At Velocity Santa Clara this year, I gave a talk about the interplay between the DevOps movement and product management. I think it’s important for product managers to understand the impact their choices have on software operability, and for engineering teams — whether DevOps or other — to have an understanding of how their choices affect product.
I want to call out three practices we use in building, shipping, and operating software at PagerDuty, and how they help our product team ship more value to customers.
Fast, Frequent, and Stable Deploys
Most of our Github repos have continuous integration or continuous deployment setup. When you open a pull request, your code is magically slurped up to the cloud, a battery of tests is run on it, and if they all pass, you get a big green “safe to deploy” check mark.
We also have ChatOps deployment. There’s a channel in Slack where you can ask a bot to throw any branch of any repo on any environment, including production. This also makes it really easy to investigate and roll back bad deploys, and generally helps with visibility about what’s going on in our infrastructure.
Having experienced this magic, I cannot imagine going back to a world where development and deployment require taking the site down for maintenance, or going through a separate team. Product Managers live and die by the feedback loop — the longer you go without seeing live product and learning from it, the bigger the risk you incur.
Inspired by Netflix’s Simian Army, we regularly inject controlled and supervised failure into PagerDuty’s systems to ensure that we’re always ready for the unexpected.
Every Friday at 11am Pacific, development, operations, and anybody else who wants to gets in a room, and we take down a part of our infrastructure. The goal is threefold:
- Set an expectation that when you stand up a service at PagerDuty, you should create it with failure in mind. You should expect that at any time, some crazy stuff might happen, and you need to stay up.
- Identify places our systems aren’t robust in a controlled environment, so we can fix these issues way ahead of any customers being impacted.
- Practice our incident management techniques, so that when there is a black swan event, our response is practiced and automatic.
I love being a product manager in a culture that embraces failure as a learning opportunity. Product management involves a lot of risk and failure on the way to success, and having this embedded in our culture makes it easy to have cross-team conversations about these topics.
I’ve also learned a lot from the practice of engineered failure, blameless postmortems, and systems thinking. I’ve learned to look at both failure and success not as attributable to a single decision, or a single person, but as interactions of multiple beliefs and circumstances. It’s taught me to build a backlog of work that doesn’t require a waterfall-style domino reaction to be successful, but instead recognizes uncertainty and stacks the odds in our favor.
Build it, Ship it, Own it
My favorite part about DevOps at PagerDuty, though, is the culture of software ownership. Our teams deploy the code they write, and take responsibility for the software they put out into the world.
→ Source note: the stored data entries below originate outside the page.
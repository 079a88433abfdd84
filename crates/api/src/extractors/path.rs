//! Path extractor with JSON rejections.

use axum::{
    async_trait,
    extract::{rejection::PathRejection, FromRequestParts},
    http::request::Parts,
};
use serde::de::DeserializeOwned;

use crate::error::ApiError;

/// Drop-in for [`axum::extract::Path`]. A segment that fails to parse, such
/// as a malformed UUID, is a 400 `validation_error` instead of plain text.
#[derive(Debug, Clone, Copy, Default)]
pub struct Path<T>(pub T);

#[async_trait]
impl<T, S> FromRequestParts<S> for Path<T>
where
    T: DeserializeOwned + Send,
    S: Send + Sync,
{
    type Rejection = ApiError;

    async fn from_request_parts(parts: &mut Parts, state: &S) -> Result<Self, Self::Rejection> {
        axum::extract::Path::<T>::from_request_parts(parts, state)
            .await
            .map(|axum::extract::Path(value)| Path(value))
            .map_err(rejection_to_error)
    }
}

fn rejection_to_error(rejection: PathRejection) -> ApiError {
    match rejection {
        // Only reachable when a route is wired without a matching parameter.
        PathRejection::MissingPathParams(e) => ApiError::Internal(e.body_text()),
        other => ApiError::Validation(other.body_text()),
    }
}
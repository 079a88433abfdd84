//! Deserialization helpers shared by request and query types.

use serde::{Deserialize, Deserializer};
use std::str::FromStr;

/// Treats an empty (or whitespace) query string value as absent.
///
/// `?category=` is what HTML forms send for "no selection".
pub fn empty_string_as_none<'de, D, T>(de: D) -> Result<Option<T>, D::Error>
where
    D: Deserializer<'de>,
    T: FromStr,
    T::Err: std::fmt::Display,
{
    let opt = Option::<String>::deserialize(de)?;
    match opt.as_deref().map(str::trim) {
        None | Some("") => Ok(None),
        Some(s) => T::from_str(s).map(Some).map_err(serde::de::Error::custom),
    }
}

/// Distinguishes a missing field (`None`) from an explicit `null`
/// (`Some(None)`) in partial updates.
///
/// Use together with `#[serde(default)]`.
pub fn double_option<'de, D, T>(de: D) -> Result<Option<Option<T>>, D::Error>
where
    D: Deserializer<'de>,
    T: Deserialize<'de>,
{
    Option::<T>::deserialize(de).map(Some)
}
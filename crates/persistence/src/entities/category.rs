//! Category entity (database row mapping).

use chrono::{DateTime, Utc};
use sqlx::FromRow;
use uuid::Uuid;

/// Database row mapping for the categories table.
#[derive(Debug, Clone, FromRow)]
pub struct CategoryEntity {
    pub id: Uuid,
    pub name: String,
    pub description: Option<String>,
    pub created_at: DateTime<Utc>,
}

impl From<CategoryEntity> for domain::models::Category {
    fn from(entity: CategoryEntity) -> Self {
        Self {
            id: entity.id,
            name: entity.name,
            description: entity.description,
            created_at: entity.created_at,
        }
    }
}
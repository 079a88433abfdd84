//! Custom Axum extractors.
//!
//! `Path` and `Query` shadow the axum extractors of the same name so that
//! every rejection shares the API's JSON error body.

pub mod admin;
pub mod json;
pub mod path;
pub mod query;

pub use json::ValidatedJson;
pub use path::Path;
pub use query::Query;
//! Database metrics collection.

use metrics::{gauge, histogram};
use sqlx::PgPool;
use std::time::Instant;

/// Records how long a named query took.
pub fn record_query_duration(query_name: &'static str, duration_secs: f64) {
    histogram!("database_query_duration_seconds", "query" => query_name).record(duration_secs);
}

/// Publishes connection pool gauges. Called periodically by the server.
pub fn record_pool_metrics(pool: &PgPool) {
    let size = pool.size() as usize;
    let idle = pool.num_idle();
    let active = size.saturating_sub(idle);

    gauge!("database_connections_active").set(active as f64);
    gauge!("database_connections_idle").set(idle as f64);
    gauge!("database_connections_total").set(size as f64);
}

/// Times one repository call.
///
/// ```ignore
/// let timer = QueryTimer::new("find_mantra_by_id");
/// let result = sqlx::query_as::<_, MantraEntity>(...).fetch_optional(&pool).await;
/// timer.record();
/// result
/// ```
pub struct QueryTimer {
    query_name: &'static str,
    start: Instant,
}

impl QueryTimer {
    pub fn new(query_name: &'static str) -> Self {
        Self {
            query_name,
            start: Instant::now(),
        }
    }

    /// Records the elapsed time under `database_query_duration_seconds`.
    pub fn record(self) {
        record_query_duration(self.query_name, self.start.elapsed().as_secs_f64());
    }
}
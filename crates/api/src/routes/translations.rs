//! Mantra translation handlers.
//!
//! Reading is public. Writes go through the admin router, either one
//! translation at a time or as a per-language draft from the tab editor.

use axum::{
    extract::State,
    http::StatusCode,
    response::{IntoResponse, Response},
    Json,
};
use persistence::repositories::{MantraRepository, TranslationRepository};
use tracing::info;
use uuid::Uuid;
use validator::Validate;

use crate::app::AppState;
use crate::error::ApiError;
use crate::extractors::{Path, ValidatedJson};
use crate::middleware::AdminAuth;
use domain::models::{
    CreateTranslationRequest, ListTranslationsResponse, SuccessResponse, TranslationAction,
    TranslationDeletedResponse, TranslationDraft, TranslationResponse, UpdateTranslationRequest,
};

async fn ensure_mantra_exists(state: &AppState, mantra_id: Uuid) -> Result<(), ApiError> {
    MantraRepository::new(state.pool.clone())
        .find_by_id(mantra_id)
        .await?
        .map(|_| ())
        .ok_or_else(|| ApiError::NotFound("Mantra not found".to_string()))
}

/// All translations of a mantra, in language sort order.
///
/// GET /api/v1/mantras/:id/translations
pub async fn list_translations(
    State(state): State<AppState>,
    Path(mantra_id): Path<Uuid>,
) -> Result<Json<ListTranslationsResponse>, ApiError> {
    ensure_mantra_exists(&state, mantra_id).await?;

    let repo = TranslationRepository::new(state.pool.clone());
    let translations = repo
        .list_for_mantra(mantra_id)
        .await?
        .into_iter()
        .map(Into::into)
        .collect();

    Ok(Json(ListTranslationsResponse { translations }))
}

/// POST /api/v1/mantras/:id/translations
pub async fn create_translation(
    State(state): State<AppState>,
    admin: AdminAuth,
    Path(mantra_id): Path<Uuid>,
    ValidatedJson(request): ValidatedJson<CreateTranslationRequest>,
) -> Result<(StatusCode, Json<TranslationResponse>), ApiError> {
    ensure_mantra_exists(&state, mantra_id).await?;

    let repo = TranslationRepository::new(state.pool.clone());
    let translation = repo
        .create(mantra_id, request.language_id, &request.content)
        .await?;

    info!(
        admin_id = %admin.user_id,
        mantra_id = %mantra_id,
        language = %translation.language_code,
        "Translation created"
    );

    Ok((
        StatusCode::CREATED,
        Json(TranslationResponse {
            translation: translation.into(),
        }),
    ))
}

/// PUT /api/v1/mantras/:id/translations/:translation_id
pub async fn update_translation(
    State(state): State<AppState>,
    admin: AdminAuth,
    Path((mantra_id, translation_id)): Path<(Uuid, Uuid)>,
    ValidatedJson(request): ValidatedJson<UpdateTranslationRequest>,
) -> Result<Json<TranslationResponse>, ApiError> {
    let repo = TranslationRepository::new(state.pool.clone());
    let translation = repo
        .update(translation_id, mantra_id, &request.content)
        .await?
        .ok_or_else(|| ApiError::NotFound("Translation not found".to_string()))?;

    info!(
        admin_id = %admin.user_id,
        translation_id = %translation_id,
        "Translation updated"
    );

    Ok(Json(TranslationResponse {
        translation: translation.into(),
    }))
}

/// DELETE /api/v1/mantras/:id/translations/:translation_id
pub async fn delete_translation(
    State(state): State<AppState>,
    admin: AdminAuth,
    Path((mantra_id, translation_id)): Path<(Uuid, Uuid)>,
) -> Result<Json<SuccessResponse>, ApiError> {
    let repo = TranslationRepository::new(state.pool.clone());
    if repo.delete(translation_id, mantra_id).await? == 0 {
        return Err(ApiError::NotFound("Translation not found".to_string()));
    }

    info!(
        admin_id = %admin.user_id,
        translation_id = %translation_id,
        "Translation deleted"
    );

    Ok(Json(SuccessResponse { success: true }))
}

/// Saves one language tab of the translation editor.
///
/// PUT /api/v1/admin/mantras/:id/translations/:language_id
///
/// Blank text removes that language's translation and answers
/// `{ "deleted": bool }`. Anything else is written as an upsert and
/// answers `{ "translation": .. }`.
pub async fn save_translation_draft(
    State(state): State<AppState>,
    admin: AdminAuth,
    Path((mantra_id, language_id)): Path<(Uuid, Uuid)>,
    ValidatedJson(draft): ValidatedJson<TranslationDraft>,
) -> Result<Response, ApiError> {
    ensure_mantra_exists(&state, mantra_id).await?;
    let repo = TranslationRepository::new(state.pool.clone());

    match draft.resolve() {
        TranslationAction::Delete => {
            let deleted = repo.delete_for_language(mantra_id, language_id).await? > 0;
            info!(
                admin_id = %admin.user_id,
                mantra_id = %mantra_id,
                language_id = %language_id,
                deleted,
                "Translation draft cleared"
            );
            Ok(Json(TranslationDeletedResponse { deleted }).into_response())
        }
        TranslationAction::Upsert(content) => {
            content.validate()?;
            let translation = repo
                .upsert_for_language(mantra_id, language_id, &content)
                .await?;
            info!(
                admin_id = %admin.user_id,
                mantra_id = %mantra_id,
                language = %translation.language_code,
                "Translation draft saved"
            );
            Ok(Json(TranslationResponse {
                translation: translation.into(),
            })
            .into_response())
        }
    }
}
Sometimes that’s a little frustrating as a product manager, because it means that your roadmap of new features can be randomized by technical debt or operational issues. It’s more to keep in mind when planning work and running a team.
But in the long term, the culture of ownership helps product make not just correct choices for the project they’re currently working on, but correct long-term choices for their team and the greater organization.
With devops, your development budget and operations budget are the same budget. Your people are the same people. If you ship shaky code or push your team past their sustainable limits, its your own future velocity that gets hurt. In the words of Jez Humble, “Bad behavior arises when you abstract people away from the consequences of their actions.” I think that the tight relationship we have between product and engineering drives the right behavior and tradeoffs.
Getting product and engineering on the same page isn’t always easy. People have to learn to speak the same language, build shared context and understanding, and think about how different work streams affect a shared goal. It can be a little bumpy, and every release we look back and see places we could have done better.
But I think it’s worth it. Every time I see shrink the gap between choices and consequences, every time we’re able to give teams more more ownership of their code, we ship better software, more frequently, and make our customers happier. It can be a lot to get used to initially, but I can’t imagine a better model than devops for doing great product management.